Dans les années 1850 à 1870, le Patriarche d'Arménie adresse plus de 537 lettres à la Sublime Porte pour réclamer de l'aide afin de protéger les Arméniens des exactions et des injustices politiques et sociales qu'ils subissent. Il demande que le peuple soit protégé contre « le brigandage, le meurtre, l'enlèvement et le mariage des femmes et des enfants, les taxes confiscatoires ainsi que les fraudes et les extorsions menées par les autorités locales »[5].
Aux termes de la législation ottomane, les communautés arméniennes possédaient leurs propres systèmes de prison et de tribunaux et pouvaient traiter des infractions civiles entre chrétiens et musulmans. Néanmoins, par rapport au système judiciaire musulman, les Arméniens n'avaient aucun recours. Un musulman pouvait demander audience devant un tribunal religieux, où les témoignages des non-musulmans n'étaient pas permis ou n'avaient guère de valeur. Pour régler une affaire, un musulman pouvait simplement jurer par le Coran. Pour cette raison, les Arméniens — comme d'autres dhimmis — ne pouvaient espérer de réparations. D'après Peter Balakian, « un Kurde ou un Turc bien armé pouvait non seulement voler les biens de son hôte arménien, mais aussi violer ou enlever les femmes et les filles de la maison en toute impunité »[6]. « En raison du système judiciaire ottoman complaisant, la fréquence des vols et des extorsions, ainsi que des viols et des enlèvements d'Arméniennes, mettaient constamment en danger les Arméniens »[7].
En 1895, Frederick Davis Greene publie The Armenian Crisis in Turkey: The Massacre of 1894, Its Antecedents and Significance. L'ouvrage relève le fait que les hommes sont tués sommairement alors que les femmes et les enfants subissent d'effroyables agressions sexuelles[8].
Exécution des viols en tant qu'arme du génocide
Le génocide commencé en 1915 était planifié à l'avance. Un document surnommé Les Dix commandements, obtenu par le commandant C. H. Heathcote Smith du British Naval Volunteer Service, indique en détail comment le génocide devait être perpétré[9].
L'un des objectifs du viol en tant que génocide est la grossesse forcée ; néanmoins, les femmes qui ne peuvent pas porter d'enfant sont elles aussi victimes d'agressions. Au cours du génocide arménien, le viol des jeunes filles est très documenté : elles étaient agressées dans leurs propres maisons avant d'être déplacées de force ou envoyées dans les marches de la mort vers le désert syrien. Un témoin raconte : « c'était de leur part très habituel de violer nos filles en notre présence. Très souvent, ils violentaient des filles de huit ou dix ans qui, après l'agression, ne pouvaient plus marcher ; alors, elles étaient tuées ». Un autre témoin déclare que, dans son village, chaque fille âgée de 12 ans ou davantage, et même certaines filles plus jeunes, ont été violées[10].

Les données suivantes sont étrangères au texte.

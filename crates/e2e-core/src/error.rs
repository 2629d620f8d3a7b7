// Error types for atende-e2e-core

use thiserror::Error;

/// Result type alias for harness operations
pub type Result<T> = std::result::Result<T, Error>;

/// Errors that can occur while driving the browser
#[derive(Debug, Error)]
pub enum Error {
    /// Browser engine could not be launched
    ///
    /// The Chromium executable was unavailable or the launch configuration
    /// was rejected. Set `E2E_CHROME` to point at a Chromium install.
    #[error("Failed to launch browser: {0}. Check that Chromium is installed (or set E2E_CHROME).")]
    Launch(String),

    /// Browsing-context lifecycle misuse
    ///
    /// Raised when a context or page is requested from a driver that was
    /// never started or has already been stopped.
    #[error("Browsing context error: {0}")]
    Context(String),

    /// Navigation timeout
    ///
    /// Navigation did not commit within the allowed time. Includes the URL
    /// being navigated to and the timeout that elapsed.
    #[error("Navigation timeout after {duration_ms}ms navigating to '{url}'")]
    NavigationTimeout { url: String, duration_ms: u64 },

    /// Navigation failure other than a timeout
    ///
    /// Network failure, or a bounded URL expectation that never held
    /// (the message names the route fragment that did not appear).
    #[error("Navigation to '{url}' failed: {message}")]
    Navigation { url: String, message: String },

    /// Element never became actionable
    ///
    /// No element matching the selector became present and visible within
    /// the wait budget of a fill or click.
    #[error("Timed out after {duration_ms}ms waiting for '{selector}' to become actionable")]
    ActionTimeout { selector: String, duration_ms: u64 },

    /// Expected page state was absent
    ///
    /// The message names the specific expectation that was not met
    /// (expected text, expected URL fragment).
    #[error("Assertion failed: {0}")]
    Assertion(String),

    /// Browser protocol error surfaced by the engine
    #[error("Browser protocol error: {0}")]
    Cdp(#[from] chromiumoxide::error::CdpError),

    /// I/O error (failure-artifact writing)
    #[error("I/O error: {0}")]
    Io(#[from] std::io::Error),
}

#[cfg(test)]
mod tests {
    use super::*;

    #[test]
    fn navigation_timeout_names_url_and_duration() {
        let err = Error::NavigationTimeout {
            url: "http://localhost:3001".to_string(),
            duration_ms: 10_000,
        };
        let msg = err.to_string();
        assert!(msg.contains("10000ms"));
        assert!(msg.contains("http://localhost:3001"));
    }

    #[test]
    fn action_timeout_names_selector() {
        let err = Error::ActionTimeout {
            selector: "text=Email enviado".to_string(),
            duration_ms: 5000,
        };
        assert!(err.to_string().contains("text=Email enviado"));
    }
}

Une fois que les hommes étaient séparés des femmes, celles-ci étaient systématiquement violées puis tuées, ainsi que tous les enfants[11] - [12]. D'après les témoignages, la pratique du viol était « plus ou moins universelle »[13]. Les Arméniens « étaient souvent assassinés dans une débauche de cruauté, avec des viols et d'autres formes de tortures »[14]. Les femmes étaient violées tous les jours et beaucoup ont été forcées d'exercer comme prostituées. Beaucoup sont mortes sous les coups de baïonnettes, ou à cause du froid ou de sévices sexuels prolongés[15].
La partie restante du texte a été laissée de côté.